__Activity__
Every line below between the line holding "let a = transform_point(&ta, &params.a);" and the line holding "roll6, pitch6, twist6)。", inclusive, should be repeated exactly, and all other lines omitted.

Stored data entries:
[Start of Attachment]
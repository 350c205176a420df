//! O6 拓扑：六轴并联平台
//!
//! 六维位姿经逆运动学解算出六个摇臂角；无解时保持上一帧的
//! 可行解，平台停在最后的合法位姿上。

use std::sync::Arc;

use motus_actuator::{Actuator, Wait};
use motus_geometry::{KinematicsParams, solve_robot_kinematics};
use motus_protocol::tcode::AXIS_COUNT;
use tracing::{info, warn};

use crate::map_range;
use crate::runner::Executor;
use crate::settings::ServoSettings;

/// 平台工作原点高度（与运动学参数同单位）
const HOME_HEIGHT: f64 = 19.3;
/// 平移半幅（x/y）
const LATERAL_RANGE: f32 = 3.0;
/// 升降半幅（z）
const VERTICAL_RANGE: f32 = 6.0;
/// 姿态角半幅（度）
const ANGLE_RANGE: f32 = 25.0;

pub struct O6Executor {
    servos: [Arc<dyn Actuator>; 6],
    cal: ServoSettings,
    params: KinematicsParams,
    /// 最近一次可行解（rad）
    thetas: [f64; 6],
}

impl O6Executor {
    pub fn new(servos: [Arc<dyn Actuator>; 6], cal: ServoSettings) -> Self {
        let mut executor = Self {
            servos,
            cal,
            params: KinematicsParams::default(),
            thetas: [0.0; 6],
        };
        // 上电解算一次原点位姿
        executor.compute(&[0.5; AXIS_COUNT]);
        info!("O6 executor ready");
        executor
    }
}

impl Executor for O6Executor {
    fn compute(&mut self, axes: &[f32; AXIS_COUNT]) {
        let z = self.cal.l0.apply(axes[0], -VERTICAL_RANGE, VERTICAL_RANGE);
        let y = self.cal.l1.apply(axes[1], -LATERAL_RANGE, LATERAL_RANGE);
        let x = self.cal.l2.apply(axes[2], -LATERAL_RANGE, LATERAL_RANGE);
        let yaw = self.cal.r0.apply(axes[3], -ANGLE_RANGE, ANGLE_RANGE);
        let roll = self.cal.r1.apply(axes[4], -ANGLE_RANGE, ANGLE_RANGE);
        let pitch = self.cal.r2.apply(axes[5], -ANGLE_RANGE, ANGLE_RANGE);

        match solve_robot_kinematics(
            x as f64,
            y as f64,
            z as f64 + HOME_HEIGHT,
            roll as f64,
            pitch as f64,
            yaw as f64,
            &self.params,
        ) {
            Some(mut thetas) => {
                // 偶数位电机镜像安装，输出方向取反
                for theta in thetas.iter_mut().step_by(2) {
                    *theta = -*theta;
                }
                self.thetas = thetas;
            },
            None => warn!("kinematics has no solution, holding last pose"),
        }
    }

    fn execute(&mut self) {
        for (i, servo) in self.servos.iter().enumerate() {
            let angle_deg = self.thetas[i].to_degrees() as f32;
            // ±90° 映射到 500–2500 µs，零位脉宽平移后再次钳制
            let pulse_us = map_range(angle_deg, -90.0, 90.0, 500.0, 2500.0);
            let pulse_us = (self.cal.zero[i] as f32 + (pulse_us - 1500.0)).clamp(500.0, 2500.0);
            let target = (pulse_us - 1500.0) / 1000.0;

            servo.set_target(target);
            if let Err(e) = servo.actuate(Wait::NonBlocking) {
                warn!("servo output failed: {e}");
            }
        }
    }
}
//! O6 六轴并联平台复合求解器与七轴位姿换算

use nalgebra::{Matrix4, Point3, Vector3};

use crate::line::Line;
use crate::transform::{
    euler_degrees_to_radians, pose_to_homogeneous_matrix, transform_point,
};
use crate::{angle_between, five_bar_back_kinematics};

/// O6 机构几何参数
#[derive(Debug, Clone, PartialEq)]
pub struct KinematicsParams {
    /// 平台连接点分布半径
    pub r: f64,
    /// 摇臂长
    pub arm: f64,
    /// 连杆长
    pub link: f64,
    /// 第一组电机轴位置（0° 腿）
    pub a: Point3<f64>,
    /// 第二组电机轴位置（0° 腿）
    pub b: Point3<f64>,
    /// 平台安装偏置（非零时对目标位置做前置位姿变换）
    pub offset: f64,
}

impl Default for KinematicsParams {
    fn default() -> Self {
        Self {
            r: 4.9,
            arm: 9.0,
            link: 21.0,
            a: Point3::new(7.8, -1.25, 0.0),
            b: Point3::new(7.8, 1.25, 0.0),
            offset: 0.0,
        }
    }
}

/// O6 逆运动学：位姿 (x,y,z,roll,pitch,yaw 度) → 6 个摇臂角（弧度）
///
/// 三个平台连接点按 120° 分布，经位姿矩阵变换后逐腿求解：
/// 电机轴线 ab → 平台点向轴线作垂线求垂足 → 平台点相对垂足
/// 与竖直方向的夹角 → 将平台点绕轴线旋回摇臂平面 → 五连杆逆解。
/// 任一腿几何退化或不可达即整体无解（`None`），调用方保持上一组输出。
pub fn solve_robot_kinematics(
    x: f64,
    y: f64,
    z: f64,
    roll_deg: f64,
    pitch_deg: f64,
    yaw_deg: f64,
    params: &KinematicsParams,
) -> Option<[f64; 6]> {
    let (roll, pitch, yaw) = euler_degrees_to_radians(roll_deg, pitch_deg, yaw_deg);

    // 安装偏置：目标位置先经带偏置的位姿矩阵变换
    let (x, y, z) = if params.offset != 0.0 {
        let t0 = pose_to_homogeneous_matrix(0.0, 0.0, params.offset, roll, pitch, yaw);
        let p = transform_point(&t0, &Point3::new(x, y, z));
        (p.x, p.y, p.z)
    } else {
        (x, y, z)
    };

    let t1 = pose_to_homogeneous_matrix(x, y, z, roll, pitch, yaw);

    let mut thetas = [0.0f64; 6];
    let up = Vector3::new(0.0, 0.0, 1.0);

    for i in 0..3 {
        let t = i as f64 * 2.0 * std::f64::consts::PI / 3.0;
        let local = Point3::new(params.r * t.cos(), params.r * t.sin(), 0.0);
        let p = transform_point(&t1, &local);

        // 该腿的电机轴对：0°/120°/240° 旋转副本
        let ta = pose_to_homogeneous_matrix(0.0, 0.0, 0.0, 0.0, 0.0, t);
        let a = transform_point(&ta, &params.a);
        let b = transform_point(&ta, &params.b);

        let l_ab = Line::from_points(&a, &b).ok()?;
        let vel = l_ab.vertical_line(&p).ok()?;
        let intersection = l_ab.intersection_with(&vel)?;

        let m = p - intersection;
        let angle = angle_between(&m, &up);

        let p1 = l_ab.rotate_point_around_line(&p, angle);

        let (theta1, theta2) =
            five_bar_back_kinematics(&a, &b, params.arm, params.link, &p1).ok()??;
        thetas[i * 2] = theta1;
        thetas[i * 2 + 1] = theta2;
    }

    Some(thetas)
}

/// 七轴末端位姿换算到第六轴末端位姿
///
/// 第七轴是沿第六轴 y 方向长度 `extension_length` 的延长臂。
/// 输入/输出角度均为度，旋转顺序 roll(x) → twist(y) → pitch(z)。
/// 返回 (x6, y6, z6, roll6, pitch6, twist6)。
pub fn axis7_to_axis6(
    x7: f64,
    y7: f64,
    z7: f64,
    roll7_deg: f64,
    pitch7_deg: f64,
    twist7_deg: f64,
    extension_length: f64,
) -> (f64, f64, f64, f64, f64, f64) {
    let deg = std::f64::consts::PI / 180.0;
    let roll = roll7_deg * deg;
    let pitch = pitch7_deg * deg;
    let twist = twist7_deg * deg;

    let (sr, cr) = roll.sin_cos();
    let (sp, cp) = pitch.sin_cos();
    let (st, ct) = twist.sin_cos();

    // 第七轴末端旋转矩阵，旋转顺序 roll(x) → twist(y) → pitch(z)
    #[rustfmt::skip]
    let t7 = Matrix4::new(
        cp * ct + sp * sr * st, -sp * cr, cp * st - sp * sr * ct, x7,
        sp * ct - cp * sr * st,  cp * cr, sp * st + cp * sr * ct, y7,
        -cr * st,                sr,      cr * ct,                z7,
        0.0,                     0.0,     0.0,                    1.0,
    );

    // T6 = T7 · inv(T_6_to_7)，延长臂是纯 y 平移，逆为负平移
    #[rustfmt::skip]
    let t6to7_inv = Matrix4::new(
        1.0, 0.0, 0.0, 0.0,
        0.0, 1.0, 0.0, -extension_length,
        0.0, 0.0, 1.0, 0.0,
        0.0, 0.0, 0.0, 1.0,
    );

    let t6 = t7 * t6to7_inv;

    let x6 = t6[(0, 3)];
    let y6 = t6[(1, 3)];
    let z6 = t6[(2, 3)];

    // 旋转矩阵 → 欧拉角，处理万向节锁奇异
    let sy = (t6[(0, 0)] * t6[(0, 0)] + t6[(1, 0)] * t6[(1, 0)]).sqrt();

    let (roll6, twist6, pitch6) = if sy > 1e-6 {
        (
            t6[(2, 1)].atan2(t6[(2, 2)]),
            (-t6[(2, 0)]).atan2(sy),
            t6[(1, 0)].atan2(t6[(0, 0)]),
        )
    } else {
        (
            (-t6[(1, 2)]).atan2(t6[(1, 1)]),
            (-t6[(2, 0)]).atan2(sy),
            0.0,
        )
    };

    (
        x6,
        y6,
        z6,
        roll6 / deg,
        pitch6 / deg,
        twist6 / deg,
    )
}

#[cfg(test)]
mod tests {
    use super::*;

    #[test]
    fn test_identity_pose_solvable() {
        // 标定姿态（仅 z 抬升）必须有解，且三条腿对称
        let params = KinematicsParams::default();
        let thetas = solve_robot_kinematics(0.0, 0.0, 19.3, 0.0, 0.0, 0.0, &params)
            .expect("home pose must be reachable");

        for theta in thetas {
            assert!(theta.is_finite());
        }
        // 三条腿同构，零位姿下各腿角度一致
        assert!((thetas[0] - thetas[2]).abs() < 1e-6);
        assert!((thetas[0] - thetas[4]).abs() < 1e-6);
        assert!((thetas[1] - thetas[3]).abs() < 1e-6);
    }

    #[test]
    fn test_small_perturbations_solvable() {
        let params = KinematicsParams::default();
        for (x, y, roll) in [(0.5, 0.0, 2.0), (-0.5, 0.5, -3.0), (0.0, -1.0, 0.0)] {
            let thetas =
                solve_robot_kinematics(x, y, 19.3, roll, roll / 2.0, -roll, &params)
                    .expect("near-home poses must be reachable");
            for theta in thetas {
                assert!(theta.is_finite());
            }
        }
    }

    #[test]
    fn test_unreachable_pose_returns_none() {
        let params = KinematicsParams::default();
        // 远超 arm + link 的 z 高度
        assert!(solve_robot_kinematics(0.0, 0.0, 500.0, 0.0, 0.0, 0.0, &params).is_none());
    }

    #[test]
    fn test_no_nan_over_extreme_inputs() {
        let params = KinematicsParams::default();
        for z in [-100.0, 0.0, 19.3, 100.0] {
            for roll in [-180.0, -45.0, 0.0, 45.0, 180.0] {
                if let Some(thetas) =
                    solve_robot_kinematics(3.0, -3.0, z, roll, roll, roll, &params)
                {
                    for theta in thetas {
                        assert!(theta.is_finite(), "solver must never return NaN");
                    }
                }
            }
        }
    }

    #[test]
    fn test_axis7_identity() {
        // 零延长臂、零姿态：位姿原样通过
        let (x, y, z, r, p, t) = axis7_to_axis6(1.0, 2.0, 3.0, 0.0, 0.0, 0.0, 0.0);
        assert!((x - 1.0).abs() < 1e-9);
        assert!((y - 2.0).abs() < 1e-9);
        assert!((z - 3.0).abs() < 1e-9);
        assert!(r.abs() < 1e-9 && p.abs() < 1e-9 && t.abs() < 1e-9);
    }

    #[test]
    fn test_axis7_extension_translates_y() {
        // 零姿态下延长臂只沿 y 回退
        let (x, y, z, r, p, t) = axis7_to_axis6(0.0, 10.0, 0.0, 0.0, 0.0, 0.0, 4.0);
        assert!((x - 0.0).abs() < 1e-9);
        assert!((y - 6.0).abs() < 1e-9);
        assert!((z - 0.0).abs() < 1e-9);
        assert!(r.abs() < 1e-9 && p.abs() < 1e-9 && t.abs() < 1e-9);
    }

    #[test]
    fn test_axis7_angles_preserved_at_zero_twist() {
        // 角度提取按 roll→twist→pitch 的构造顺序展开，
        // 只有零扭转时欧拉角精确往返
        let (_, _, _, r, p, t) = axis7_to_axis6(0.0, 0.0, 0.0, 10.0, -5.0, 0.0, 0.0);
        assert!((r - 10.0).abs() < 1e-6);
        assert!((p + 5.0).abs() < 1e-6);
        assert!(t.abs() < 1e-6);
    }

    #[test]
    fn test_axis7_nonzero_twist_stays_finite() {
        let (x, y, z, r, p, t) = axis7_to_axis6(1.0, 2.0, 3.0, 10.0, -5.0, 3.0, 4.0);
        for v in [x, y, z, r, p, t] {
            assert!(v.is_finite());
        }
    }
}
[End of Attachment]
__Reply to the task__
        let a = transform_point(&ta, &params.a);
        let b = transform_point(&ta, &params.b);

        let l_ab = Line::from_points(&a, &b).ok()?;
        let vel = l_ab.vertical_line(&p).ok()?;
        let intersection = l_ab.intersection_with(&vel)?;

        let m = p - intersection;
        let angle = angle_between(&m, &up);

        let p1 = l_ab.rotate_point_around_line(&p, angle);

        let (theta1, theta2) =
            five_bar_back_kinematics(&a, &b, params.arm, params.link, &p1).ok()??;
        thetas[i * 2] = theta1;
        thetas[i * 2 + 1] = theta2;
    }

    Some(thetas)
}

/// 七轴末端位姿换算到第六轴末端位姿
///
/// 第七轴是沿第六轴 y 方向长度 `extension_length` 的延长臂。
/// 输入/输出角度均为度，旋转顺序 roll(x) → twist(y) → pitch(z)。
/// 返回 (x6, y6, z6, roll6, pitch6, twist6)。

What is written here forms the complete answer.